Copy every line from the records below that carries the word "OrderStatus".

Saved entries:
-=-=-

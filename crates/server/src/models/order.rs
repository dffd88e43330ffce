//! Sales orders.

use chrono::{DateTime, Utc};
use rust_decimal::Decimal;
use serde::{Deserialize, Serialize};
use serde_json::{Map, Value};

use leafspring_crm_core::{CustomerId, OrderId, OrderStatus, ProductId};

/// A sales order.
#[derive(Debug, Clone, PartialEq, Serialize, Deserialize)]
#[serde(rename_all = "camelCase")]
pub struct Order {
    pub id: OrderId,
    #[serde(default, skip_serializing_if = "Option::is_none")]
    pub customer_id: Option<CustomerId>,
    #[serde(default, skip_serializing_if = "Option::is_none")]
    pub customer_name: Option<String>,
    #[serde(default, skip_serializing_if = "Option::is_none")]
    pub product_id: Option<ProductId>,
    #[serde(default, skip_serializing_if = "Option::is_none")]
    pub product_name: Option<String>,
    #[serde(default, skip_serializing_if = "Option::is_none")]
    pub quantity: Option<Decimal>,
    #[serde(default, skip_serializing_if = "Option::is_none")]
    pub total_amount: Option<Decimal>,
    #[serde(default)]
    pub status: OrderStatus,
    pub created_at: DateTime<Utc>,
    #[serde(default, skip_serializing_if = "Option::is_none")]
    pub created_by: Option<String>,
    #[serde(default, skip_serializing_if = "Option::is_none")]
    pub updated_at: Option<DateTime<Utc>>,
    #[serde(flatten)]
    pub extra: Map<String, Value>,
}

impl Order {
    /// Whether the order belongs to `customer_id`.
    #[must_use]
    pub fn is_for(&self, customer_id: &CustomerId) -> bool {
        self.customer_id.as_ref() == Some(customer_id)
    }
}
//! Product catalog records.

use rust_decimal::Decimal;
use serde::{Deserialize, Serialize};
use serde_json::{Map, Value};

use leafspring_crm_core::ProductId;

/// A catalog product.
#[derive(Debug, Clone, PartialEq, Serialize, Deserialize)]
#[serde(rename_all = "camelCase")]
pub struct Product {
    pub id: ProductId,
    #[serde(default)]
    pub name: String,
    #[serde(default, skip_serializing_if = "Option::is_none")]
    pub category: Option<String>,
    /// Steel grade.
    #[serde(default, skip_serializing_if = "Option::is_none")]
    pub spec: Option<String>,
    #[serde(default, skip_serializing_if = "Option::is_none")]
    pub thickness: Option<String>,
    #[serde(default, skip_serializing_if = "Option::is_none")]
    pub width: Option<String>,
    /// Unit price; zero means "on request".
    #[serde(default)]
    pub price: Decimal,
    #[serde(default, skip_serializing_if = "Option::is_none")]
    pub unit: Option<String>,
    #[serde(default, skip_serializing_if = "Option::is_none")]
    pub description: Option<String>,
    #[serde(flatten)]
    pub extra: Map<String, Value>,
}

struct CatalogEntry {
    id: &'static str,
    name: &'static str,
    category: &'static str,
    spec: &'static str,
    thickness: &'static str,
    width: &'static str,
    description: &'static str,
}

const CATALOG: [CatalogEntry; 5] = [
    CatalogEntry {
        id: "P001",
        name: "Heavy truck leaf spring",
        category: "Heavy vehicle series",
        spec: "60Si2MnA",
        thickness: "12-20mm",
        width: "70-120mm",
        description: "For heavy trucks, high load capacity",
    },
    CatalogEntry {
        id: "P002",
        name: "Light truck leaf spring",
        category: "Light vehicle series",
        spec: "55Si2Mn",
        thickness: "8-14mm",
        width: "50-90mm",
        description: "For light trucks, good elasticity",
    },
    CatalogEntry {
        id: "P003",
        name: "Bus leaf spring",
        category: "Bus series",
        spec: "50CrVA",
        thickness: "10-16mm",
        width: "60-100mm",
        description: "For buses, ride comfort",
    },
    CatalogEntry {
        id: "P004",
        name: "Trailer leaf spring",
        category: "Trailer series",
        spec: "60Si2CrA",
        thickness: "12-22mm",
        width: "80-130mm",
        description: "For trailers, wear resistant",
    },
    CatalogEntry {
        id: "P005",
        name: "Engineering vehicle leaf spring",
        category: "Engineering vehicle series",
        spec: "55SiMnVB",
        thickness: "14-25mm",
        width: "90-140mm",
        description: "For engineering vehicles, very high load bearing",
    },
];

/// The catalog a fresh data file starts with.
#[must_use]
pub fn default_catalog() -> Vec<Product> {
    CATALOG
        .iter()
        .map(|entry| Product {
            id: ProductId::new(entry.id),
            name: entry.name.to_string(),
            category: Some(entry.category.to_string()),
            spec: Some(entry.spec.to_string()),
            thickness: Some(entry.thickness.to_string()),
            width: Some(entry.width.to_string()),
            price: Decimal::ZERO,
            unit: Some("ton".to_string()),
            description: Some(entry.description.to_string()),
            extra: Map::new(),
        })
        .collect()
}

-=-=-

Answer for this exercise:
use leafspring_crm_core::{CustomerId, OrderId, OrderStatus, ProductId};
    pub status: OrderStatus,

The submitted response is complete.